Date Generalization
Output date ranges into groups.
Date generalization is useful when you want to place a range of date data into a group. For example, you might want to define a group of yearly, or monthly data. You might want to choose three months of data to define as a quarter, or ten years of data for a particular decade. However you want the data defined, you can implement the groups in one of three ways: define your group with a defined range, define the group with an automatic range, or define the groups one at a time.
Define a Group with a Defined Range
In this method, you define a starting and ending date range and choose how the dates should be grouped. Then you can enter a masked value for the defined ranges.
- Select a column and click the wrench icon. Choose Date Generalization.
- Select the link, defining a group.
- In the Grouping dialog, enter the Start Date and Ending Date by either typing the dates, or clicking the calender icon to find the date on the calendar.
- In the By option, enter the number for how you want the data grouped. For example, if you are dividing the year into quarters, you would choose 3 Months to create four groups, one for each quarter.
- Choose Day, Month, or Year to have the dates grouped by that option.
- Click Create. The groups are created.
- Enter a masked value for each group. Continuing with the four quarters example, you might enter Q1, Q2, Q3, and Q4. By default, the values are greater than or equal to, and less than or equal to. You can change these inclusive values to exclude either the beginning or ending dates.
- Enter a Default Masked Value. This places a masked value on any dates that are not defined in the groups. For example, if your four quarters were for the year 2017, and you have dates from 2016, you might enter a Default Masked Value to mask those records as 2016, or perhaps you want them listed as Undefined.
- Click Save, and then Apply to return to the flowgraph editor
Define a Group with an Auto Range
In this method, you do not name the groups, but define the duration, inclusive dates, and format.
- Select a column and click the wrench icon. Choose Date Generalization.
- Click Auto Range.
- Enter the amount of time you want to encompass by entering a number in the Duration option, and choosing either Year or Month.
- Enter the Start Date and Ending Date by either typing the dates, or clicking the calender icon to find the date on the calendar.
- Choose how you want the date value formatted in the Output Date Format option.

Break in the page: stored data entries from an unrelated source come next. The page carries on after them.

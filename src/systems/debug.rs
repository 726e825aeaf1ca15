//! Debug mode toggle.
//!
//! Flips the presence of the [`DebugMode`] resource. Rendering code gates the
//! overlay on it; nothing else changes behaviour.
use bevy_ecs::prelude::*;
use log::info;

use crate::resources::debugmode::DebugMode;

/// Insert [`DebugMode`] if absent, remove it otherwise. Returns the new state.
pub fn switch_debug(world: &mut World) -> bool {
    if world.contains_resource::<DebugMode>() {
        world.remove_resource::<DebugMode>();
        info!("Debug mode disabled");
        false
    } else {
        world.insert_resource(DebugMode {});
        info!("Debug mode enabled");
        true
    }
}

- Choose the character you want to separate the month, day, and year in the Output Date Delimiter option.
- Enter a Default Masked Value. This places a masked value on any dates that are not defined in the groups. For example, if you defined four quarters for the year 2017, and you have dates from 2016, you might enter a Default Masked Value to mask those records as 2016, or perhaps you want them listed as Undefined.
- Click Save, and then Apply to return to the flowgraph editor.
Define a Group One at a Time
In this method, you define and name each group individually.
- Select a column and click the wrench icon. Choose Date Generalization.
- Click the + icon.
- Enter the minimum value (start date), and then choose whether you want the date specified included in the results (greater than or equal symbol <=), or to start on the following day (greater than symbol <).
- Enter the maximum value (ending date), and then choose whether to include the date specified in the results (less than or equal symbol >=), or to end on the previous day (less than symbol >).
- Enter a masked value for each group.
- Click the + icon to add more groups.
- Enter a Default Masked Value. This places a masked value on any dates that are not defined in the groups. For example, if you defined four quarters for the year 2017, and you have dates from 2016, you might enter a Default Masked Value to mask those records as 2016, or perhaps you want them listed as Undefined.
- Click Save, and then Apply to return to the flowgraph editor.
Example
Let's say that you want to divide subscribers into groups based on their birth dates, and that you want to label the era rather than using the actual birth date. Because the age groups are not an equal number of years, it would be best to manually define each range one at a time rather than using the auto range. The default masked value is defined as "Out of Range", so that any records that do not belong in the defined ranges will output "Out of Range" as the masked value.| Minimum | Column Name | Maximum | Masked Value |
|---|---|---|---|
| 1940.01.01 <= | BIRTHDATE | <= 1964.12.31 | Baby Boomers |
| 1965.01.01 <= | BIRTHDATE | <= 1976.12.31 | Gen X |
| 1977.01.01 <= | BIRTHDATE | <= 1995.12.31 | Millennials |